The key findings from the phase I study were:

  • Safety
    • At dose level 1 (20 mg) and 2 (30 mg), there were no Dose Limiting Toxicities (DLTs) detected with DLTs detected in one patient at dose level 3 (40 mg)
    • At dose level 4 (50 mg) and 5 (60 mg), DLTs occurred in two and three patients respectively
    • MTD was determined at 50 mg panobinostat thrice weekly
    • Treatment-related AEs occurred in 93% of patients and the most common grade ≥ 3 non-hematologic treatment-related AEs include diarrhea (20%), nausea (5%), hypokalemia (7%) and sepsis (5%)
    • Death occurred in patients during or within 28 days of completing treatment due to sepsis (n = 5), septic shock (n = 2), fungal infection (n = 1), candidiasis (n = 1), acute respiratory distress syndrome (n =1) and intracranial hemorrhage (n = 1)
  • Response
    • Overall Response Rate (ORR); 56%
    • ORR at MTD; 50%

In summary, addition of panobinostat to Ara-C and mitoxantrone did not significantly increase the rate of AEs.  However, the response rate from this combination therapy does not indicate encouraging efficacy in patients with R/R AML.

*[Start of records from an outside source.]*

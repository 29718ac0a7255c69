//! Command execution against an editor host.
//!
//! [`Plugin`] ties configuration, keybindings and the converter together:
//! it resolves a command (by id or by key chord), fetches the target text
//! from the host, converts it and writes it back.

use crate::case_convert::{self, CaseMode};
use crate::commands::{self, CaseCommand, MenuItem};
use crate::host::{EditorHost, HostError, TextRange};
use camelsnake_config::Config;
use camelsnake_keybindings::{KeyEvent, KeybindingRegistry, ParseError};
use std::borrow::Cow;

/// Result of running a command.
#[derive(Debug, Clone, Copy, PartialEq, Eq)]
pub enum RunOutcome {
    /// No focused editor or no open document.
    NoTarget,
    /// The selection was empty and whole-document conversion is disabled.
    NothingSelected,
    /// The key chord is not bound to any command.
    Unbound,
    /// `range` was converted; `changed` is false when the text had nothing to rewrite.
    Replaced { range: TextRange, changed: bool },
}

#[derive(Debug, thiserror::Error)]
pub enum PluginError {
    #[error("unknown command '{0}'")]
    UnknownCommand(String),

    #[error("invalid key chord: {0}")]
    InvalidChord(#[from] ParseError),

    #[error(transparent)]
    Host(#[from] HostError),
}

/// Configured plugin instance.
#[derive(Debug)]
pub struct Plugin {
    config: Config,
    keybindings: KeybindingRegistry,
}

impl Plugin {
    pub fn new(config: Config) -> Self {
        let keybindings = KeybindingRegistry::from_config(&config.keybindings);
        Self {
            config,
            keybindings,
        }
    }

    pub fn config(&self) -> &Config {
        &self.config
    }

    pub fn keybindings(&self) -> &KeybindingRegistry {
        &self.keybindings
    }

    pub fn context_menu(&self) -> Vec<MenuItem> {
        commands::context_menu(self.config.context_menu)
    }

    /// Convert the host's selection, or its whole document when nothing is selected.
    pub fn run<H: EditorHost + ?Sized>(
        &self,
        host: &mut H,
        mode: CaseMode,
    ) -> Result<RunOutcome, HostError> {
        let Some(mut target) = host.active_selection() else {
            log::info!("No focused editor or open document; nothing to convert");
            return Ok(RunOutcome::NoTarget);
        };

        if target.is_empty() {
            if !self.config.convert_whole_document_when_empty {
                log::info!("Selection is empty; whole-document conversion is disabled");
                return Ok(RunOutcome::NothingSelected);
            }
            match host.full_buffer() {
                Some(full) => target = full,
                None => {
                    log::info!("No document to fall back to; nothing to convert");
                    return Ok(RunOutcome::NoTarget);
                }
            }
            log::debug!("Empty selection, converting whole document {}", target.range);
        }

        let range = target.range;
        let changed = match case_convert::convert(&target.text, mode) {
            Cow::Borrowed(_) => false,
            Cow::Owned(converted) => {
                host.replace_range(range, &converted)?;
                true
            }
        };

        log::info!(
            "Converted {} to {} ({})",
            range,
            mode,
            if changed { "changed" } else { "unchanged" }
        );
        Ok(RunOutcome::Replaced { range, changed })
    }

    /// Run the command registered under `id`.
    pub fn run_command<H: EditorHost + ?Sized>(
        &self,
        id: &str,
        host: &mut H,
    ) -> Result<RunOutcome, PluginError> {
        let command =
            CaseCommand::from_id(id).ok_or_else(|| PluginError::UnknownCommand(id.to_string()))?;
        log::debug!("Running command '{}' ({})", command.id(), command.title());
        Ok(self.run(host, command.mode())?)
    }

    /// Run whatever command is bound to the pressed key.
    pub fn dispatch_event<H: EditorHost + ?Sized>(
        &self,
        event: &KeyEvent,
        host: &mut H,
    ) -> Result<RunOutcome, PluginError> {
        match self.keybindings.lookup(event) {
            Some(action) => self.run_command(action, host),
            None => {
                log::debug!("No binding for {:?}", event);
                Ok(RunOutcome::Unbound)
            }
        }
    }

    /// Run whatever command is bound to a chord string such as "Shift+Alt+C".
    pub fn dispatch_key<H: EditorHost + ?Sized>(
        &self,
        chord: &str,
        host: &mut H,
    ) -> Result<RunOutcome, PluginError> {
        let event = KeyEvent::from_chord(chord)?;
        self.dispatch_event(&event, host)
    }
}

impl Default for Plugin {
    fn default() -> Self {
        Self::new(Config::default())
    }
}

Overall, the results of these two studies did not show any clinical benefit for panobinostat monotherapy or in combination with intensive chemotherapy in AML patients. Although, clinical studies of panobinostat in combination with idarubicin and cytarabine have shown promising efficacy in AML patients.

  1. Schlenk R. et al. Panobinostat Monotherapy And Combination Therapy In Patients With Acute Myeloid Leukemia, Results From Two Clinical Trials. Haematologica. 2017 12 Oct. DOI: 10.3324/haematol.2017.172411.